CISOの役割や仕事とは?--JNSAが公開したハンドブックの中身

國谷武史 (編集部)

2018-05-30 06:00

 セキュリティが経営課題の1つに位置付けられるようになり、経済産業省の「サイバーセキュリティ経営ガイドライン」では、企業や組織のトップに積極的な取り組みを求める一方、実務はIT部門などの現場部門が所管するケースが多く、経営と現場の隔たりがボトルネックになるとの指摘も聞かれる。こうした中で双方をつなぐ“橋渡し役”として期待されているのが、「CISO(Chief Information Security Officer:最高情報セキュリティ責任者)」と呼ばれる立場だ。

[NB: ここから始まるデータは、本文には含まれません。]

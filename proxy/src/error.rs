//! Error taxonomy for the proxy core.
//!
//! Each stage of the pipeline gets its own error enum rather than one big
//! catch-all, so callers can match on the kind that actually matters to
//! them (a dial failure closes one client; a config error aborts startup).

use std::fmt;

use thiserror::Error;

use crate::instance_id::InstanceId;

/// Failure resolving or refreshing credentials/endpoint info for an instance.
#[derive(Debug, Error, Clone)]
pub enum ResolveError {
    #[error("not authorized to connect to {0}")]
    NotAuthorized(InstanceId),

    #[error("instance {0} not found")]
    NotFound(InstanceId),

    #[error("transient error resolving {instance}: {message}")]
    Transient { instance: InstanceId, message: String },

    #[error("permanent error resolving {instance}: {message}")]
    Permanent { instance: InstanceId, message: String },
}

impl ResolveError {
    /// Transient resolver errors are worth retrying on the next refresh tick
    /// or lazy access; everything else propagates to the caller as-is.
    pub fn is_retryable(&self) -> bool {
        matches!(self, ResolveError::Transient { .. })
    }
}

/// Failure dialing an instance after a `ConnectionInfo` was obtained.
#[derive(Debug, Error)]
pub enum DialError {
    #[error(transparent)]
    Resolve(#[from] ResolveError),

    #[error("dial to {instance} timed out after {timeout:?}")]
    Timeout {
        instance: InstanceId,
        timeout: std::time::Duration,
    },

    #[error("tcp connect to {instance} ({addr}) failed: {source}")]
    Connect {
        instance: InstanceId,
        addr: std::net::IpAddr,
        #[source]
        source: std::io::Error,
    },

    #[error("tls handshake with {instance} failed: {source}")]
    Tls {
        instance: InstanceId,
        #[source]
        source: std::io::Error,
    },
}

/// Fatal, startup-time configuration problems.
#[derive(Debug, Error)]
pub enum ConfigError {
    #[error("invalid instance identifier {0:?}: does not match the expected grammar")]
    InvalidInstanceId(String),

    #[error("invalid short-form identifier {0:?}")]
    InvalidShortId(String),

    #[error("binding for {instance} sets both address/port and unix-socket directory")]
    ConflictingListenSpec { instance: InstanceId },

    #[error("malformed query-string override {query:?} on {instance}: {reason}")]
    MalformedOverride {
        instance: InstanceId,
        query: String,
        reason: String,
    },

    #[error("duplicate key {key:?} in override query string for {instance}")]
    DuplicateOverrideKey { instance: InstanceId, key: String },

    #[error("two listeners would both bind {0}")]
    DuplicateListenAddress(String),

    #[error("more than one credential source configured; exactly one is required")]
    MultipleCredentialSources,

    #[error("impersonation chain must contain at least one service account")]
    EmptyImpersonationChain,

    #[error("invalid URL {url:?}: {source}")]
    InvalidUrl {
        url: String,
        #[source]
        source: url::ParseError,
    },
}

/// Failure constructing a `SocketMount`.
#[derive(Debug, Error)]
pub enum MountError {
    #[error("failed to bind tcp listener on {addr}: {source}")]
    Tcp {
        addr: std::net::SocketAddr,
        #[source]
        source: std::io::Error,
    },

    #[error("failed to bind unix listener at {path}: {source}")]
    Unix {
        path: camino::Utf8PathBuf,
        #[source]
        source: std::io::Error,
    },

    #[error("FUSE mounts are not supported on this platform")]
    FuseUnsupported,

    #[error("fuse mount failed: {0}")]
    Fuse(String),
}

/// Reported when graceful shutdown's wait-on-close deadline elapses with
/// connections still open.
#[derive(Debug, Error)]
#[error("{remaining} connection(s) still open after {waited:?}")]
pub struct ShutdownTimeout {
    pub remaining: u64,
    pub waited: std::time::Duration,
}

/// Fatal error constructing the Connection Manager: either the
/// configuration itself is invalid, or a Socket Mount failed to bind.
#[derive(Debug, Error)]
pub enum StartupError {
    #[error(transparent)]
    Config(#[from] ConfigError),

    #[error(transparent)]
    Mount(#[from] MountError),
}

/// An ordered collection of errors, displayed comma-joined.
/// Used when more than one independent failure can
/// occur in the same operation (shutdown, `check_connections`) and none
/// should be allowed to mask the others.
#[derive(Debug, Default)]
pub struct MultiError {
    errors: Vec<Box<dyn std::error::Error + Send + Sync>>,
}

impl MultiError {
    pub fn new() -> Self {
        Self::default()
    }

    pub fn push<E: std::error::Error + Send + Sync + 'static>(&mut self, err: E) {
        self.errors.push(Box::new(err));
    }

    pub fn is_empty(&self) -> bool {
        self.errors.is_empty()
    }

    pub fn len(&self) -> usize {
        self.errors.len()
    }

    /// Returns `Err(self)` if any errors were collected, `Ok(())` otherwise.
    pub fn into_result(self) -> Result<(), Self> {
        if self.is_empty() {
            Ok(())
        } else {
            Err(self)
        }
    }
}

impl fmt::Display for MultiError {
    fn fmt(&self, f: &mut fmt::Formatter<'_>) -> fmt::Result {
        let joined = self
            .errors
            .iter()
            .map(|e| e.to_string())
            .collect::<Vec<_>>()
            .join(", ");
        write!(f, "{joined}")
    }
}

impl std::error::Error for MultiError {}
//! The single-field update operation.
//!
//! This is the contract the crate is built around: look one record up by
//! key, replace exactly one field on the in-memory copy, write the record
//! back under the same key. Two strictly ordered steps - the write is
//! never issued before the lookup has resolved.

use crate::error::ValidationError;
use crate::key::RecordKey;
use crate::registry::{Registry, RegistryError};
use crate::request::{Operation, ProcuraRequest, UpdateFieldPayload};
use crate::value::Value;

/// Apply a single-field update against `registry`.
///
/// Behavior:
/// 1. Fetch the record under `payload.key`. A lookup miss propagates as
///    [`RegistryError::NotFound`] and no write is attempted.
/// 2. Set `payload.field` to `payload.value` on the fetched copy; every
///    other field is left untouched.
/// 3. Ask the registry to persist the copy under the same key. A rejected
///    write propagates unchanged ([`RegistryError::Write`] or whatever the
///    backend raised).
///
/// The operation performs no retries, no recovery, and no rollback;
/// isolation between concurrent invocations is the registry's concern.
/// The field assignment is idempotent: applying the same payload twice
/// leaves the same stored record as applying it once.
///
/// # Errors
/// Propagates [`RegistryError`] from either registry call, unchanged.
///
/// # Examples
///
/// ```
/// use procura::{InMemoryRegistry, Record, RecordKey, Registry, UpdateFieldPayload, Value};
/// use procura::ops::update_field;
///
/// let registry = InMemoryRegistry::new();
/// let key = RecordKey::new("PO-1001").unwrap();
/// let mut record = Record::new(key.clone(), "SUPPLIERCONTRACT");
/// record.set_field("contractorInfo", "Acme");
/// registry.insert(record).unwrap();
///
/// update_field(&registry, &UpdateFieldPayload {
///     key: key.clone(),
///     field: "contractorInfo".to_string(),
///     value: Value::String("NewVendor".to_string()),
/// }).unwrap();
///
/// let stored = registry.get(&key).unwrap();
/// assert_eq!(stored.field("contractorInfo"), Some(&Value::String("NewVendor".into())));
/// ```
pub fn update_field(
    registry: &dyn Registry,
    payload: &UpdateFieldPayload,
) -> Result<(), RegistryError> {
    let mut record = registry.get(&payload.key)?;
    record.set_field(payload.field.clone(), payload.value.clone());
    registry.update(record)
}

/// Builder for UPDATE_FIELD requests.
///
/// # Example
/// ```rust,ignore
/// let request = UpdateFieldBuilder::new()
///     .key("PO-1001")
///     .field("contractorInfo")
///     .value("NewVendor")
///     .build()?;
/// ```
#[derive(Debug, Clone, Default)]
pub struct UpdateFieldBuilder {
    key: Option<String>,
    field: Option<String>,
    value: Option<Value>,
}

impl UpdateFieldBuilder {
    /// Creates a new builder with no fields set.
    #[must_use]
    pub fn new() -> Self {
        Self::default()
    }

    /// Set the key of the record to update (required).
    #[must_use]
    pub fn key(mut self, key: impl Into<String>) -> Self {
        self.key = Some(key.into());
        self
    }

    /// Set the name of the field to replace (required).
    #[must_use]
    pub fn field(mut self, field: impl Into<String>) -> Self {
        self.field = Some(field.into());
        self
    }

    /// Set the replacement value (required).
    #[must_use]
    pub fn value(mut self, value: impl Into<Value>) -> Self {
        self.value = Some(value.into());
        self
    }

    /// Build the UPDATE_FIELD request.
    ///
    /// # Errors
    /// Returns `ValidationError::MissingField` if any required field is not
    /// set, `ValidationError::EmptyKey` for a blank key, and
    /// `ValidationError::EmptyFieldName` for a blank field name.
    pub fn build(self) -> Result<ProcuraRequest, ValidationError> {
        let key = self.key.ok_or_else(|| ValidationError::MissingField {
            field: "key".to_string(),
        })?;
        let key = RecordKey::new(key)?;

        let field = self.field.ok_or_else(|| ValidationError::MissingField {
            field: "field".to_string(),
        })?;

        let field = field.trim().to_string();
        if field.is_empty() {
            return Err(ValidationError::EmptyFieldName);
        }

        let value = self.value.ok_or_else(|| ValidationError::MissingField {
            field: "value".to_string(),
        })?;

        let payload = UpdateFieldPayload { key, field, value };
        Ok(ProcuraRequest::new(Operation::UpdateField(payload)))
    }
}
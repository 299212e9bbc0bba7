//! Abstract registry trait.
//!
//! A registry is an external key-value collaborator mapping keys to
//! records. The update operation needs only `get` and `update`; `insert`
//! and `list` belong to the collaborator side of the contract (seeding
//! the registry and reporting over it). Lifecycle ownership - creation,
//! persistence, replication - lies entirely with the implementation.

use thiserror::Error;

use crate::key::RecordKey;
use crate::record::Record;

/// Errors surfaced by a registry collaborator.
#[derive(Debug, Error)]
pub enum RegistryError {
    /// The key does not exist in the registry.
    #[error("Record not found: {0}")]
    NotFound(RecordKey),

    /// The registry already holds a record under this key.
    #[error("Duplicate key: {0}")]
    DuplicateKey(RecordKey),

    /// The registry rejected the write-back.
    #[error("Write rejected: {message}")]
    Write {
        /// Implementation-specific reason, e.g. a version conflict.
        message: String,
    },

    /// Backend failure (lock poisoning, I/O, connectivity, ...).
    #[error("Registry backend error: {0}")]
    Backend(String),

    /// Encoding or decoding a record failed.
    #[error("Serialization error: {0}")]
    Serialization(String),
}

/// External key-value store abstraction for structured records.
///
/// # Concurrency
/// Implementations must be safe for concurrent use. The update operation
/// does not synchronize concurrent invocations against the same key; any
/// mutual exclusion or optimistic-concurrency check belongs here.
pub trait Registry: Send + Sync {
    /// Fetch the record stored under `key`.
    ///
    /// # Errors
    /// `NotFound` if the key does not exist.
    fn get(&self, key: &RecordKey) -> Result<Record, RegistryError>;

    /// Persist `record` under its key, replacing the stored value.
    ///
    /// # Errors
    /// `NotFound` if the key does not exist; `Write` if the backend
    /// rejects the write.
    fn update(&self, record: Record) -> Result<(), RegistryError>;

    /// Store a new record under its key.
    ///
    /// # Errors
    /// `DuplicateKey` if the key is already present.
    fn insert(&self, record: Record) -> Result<(), RegistryError>;

    /// All records carrying `doc_type`, or every record when `None`.
    /// Results are sorted by key.
    fn list(&self, doc_type: Option<&str>) -> Result<Vec<Record>, RegistryError>;
}
//! RECORD_CONTRACT request builder.
//!
//! Assembles a new record field by field and wraps it in a request
//! envelope. Whether the key is genuinely new is decided by the registry
//! at execution time, not here.

use std::collections::BTreeMap;

use crate::error::ValidationError;
use crate::key::RecordKey;
use crate::record::Record;
use crate::request::{Operation, ProcuraRequest, RecordContractPayload};
use crate::value::Value;

/// Builder for RECORD_CONTRACT requests.
///
/// # Example
/// ```rust,ignore
/// let request = RecordContractBuilder::new()
///     .key("PO-1001")
///     .doc_type("SUPPLIERCONTRACT")
///     .field("contractorInfo", "Acme")
///     .field("amount", 500)
///     .build()?;
/// ```
#[derive(Debug, Clone, Default)]
pub struct RecordContractBuilder {
    key: Option<String>,
    doc_type: Option<String>,
    fields: BTreeMap<String, Value>,
}

impl RecordContractBuilder {
    /// Creates a new builder with no fields set.
    #[must_use]
    pub fn new() -> Self {
        Self::default()
    }

    /// Set the record key (required).
    #[must_use]
    pub fn key(mut self, key: impl Into<String>) -> Self {
        self.key = Some(key.into());
        self
    }

    /// Set the document type tag (required), e.g. `SUPPLIERCONTRACT`.
    #[must_use]
    pub fn doc_type(mut self, doc_type: impl Into<String>) -> Self {
        self.doc_type = Some(doc_type.into());
        self
    }

    /// Add one named field. Later calls with the same name win.
    #[must_use]
    pub fn field(mut self, name: impl Into<String>, value: impl Into<Value>) -> Self {
        self.fields.insert(name.into(), value.into());
        self
    }

    /// Build the RECORD_CONTRACT request.
    ///
    /// # Errors
    /// Returns `ValidationError::MissingField` if key or document type is
    /// not set, `ValidationError::EmptyKey` for a blank key, and
    /// `ValidationError::EmptyDocType` for a blank document type.
    pub fn build(self) -> Result<ProcuraRequest, ValidationError> {
        let key = self.key.ok_or_else(|| ValidationError::MissingField {
            field: "key".to_string(),
        })?;
        let key = RecordKey::new(key)?;

        let doc_type = self.doc_type.ok_or_else(|| ValidationError::MissingField {
            field: "doc_type".to_string(),
        })?;

        let doc_type = doc_type.trim().to_string();
        if doc_type.is_empty() {
            return Err(ValidationError::EmptyDocType);
        }

        let record = Record {
            key,
            doc_type,
            fields: self.fields,
        };

        Ok(ProcuraRequest::new(Operation::RecordContract(
            RecordContractPayload { record },
        )))
    }
}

 CISOの役割や仕事に関する明確な定義がない中、日本ネットワーク・セキュリティ協会(JNSA)のCISO支援ワーキンググループ(WG)が、2年以上の議論を経て、CISOの役割や業務のあり方などを取りまとめた「CISOハンドブック」を公開した。

CISOの役割と人材像

 CISOは、その名称の通り情報セキュリティ全般に責任を追う立場とされるが、今では情報がデータとしてITシステムで処理され、サイバー攻撃などITにまつわる要素が多いことから、サイバーセキュリティの重要性の高まりとともに誕生した新しい立場といえる。

 情報処理推進機構(IPA)で企業や組織のセキュリティ推進体制の調査を担当する情報セキュリティラボラトリーの島田毅氏によると、CISOには、その肩書を持つ取締役から部門長(CIOなど)の兼務職、危機管理やITなどの現場部門の担当者に至るまで、さまざまな形態がある。

CISOなどの組織における位置付け(出典:IPA)
CISOなどの組織における位置付け(出典:IPA)

 上記のガイドラインでは、企業や組織のトップにセキュリティのリーダーシップを求めるが、多忙を極めるトップが実務に近い領域にまで関わるのは難しい。また実務の現場には、IT部門以外に、総務や人事、危機管理、法務、広報、顧客対応など、多くの部署の参加を必要とする。トップのリーダーシップと現場の各部署の実務が一体となって機能するには、双方をつなぐ“橋渡し役”が必要であり、その役割がCISOに期待されている。ガイドラインでは、トップが示すセキュリティの方針に基づいて実務を指揮する責任者を任命し、しかるべき権限や予算を与えるよう求めている。

CISOに期待される経営やビジネスでの役割
CISOに期待される経営やビジネスでの役割

 “橋渡し役”としてのCISOには、トップと実務の双方に関する理解、コミュニケーションによる調整能力、マネジメント力、戦略や業務の実行力、そしてITやセキュリティについての技術知識といったスキルに加え、セキュリティリスクが経営や事業に与える影響(業績や信頼、ブランドなど)の分析とその説明を的確に行える能力が必要とされる。

 島田氏によると、海外で議論されるCISOの人材像には、「戦略家」「アドバイザー」「守護者」「技術者」の4つの“顔”があるという。しかし、これらを兼ね備える人材は極めて少なく、島田氏は、実際には、CISOもしくはCISO相当の責任者と実務の各方面に通じたスタッフで構成される「CISOチーム」としての取り組みが重要になると解説する。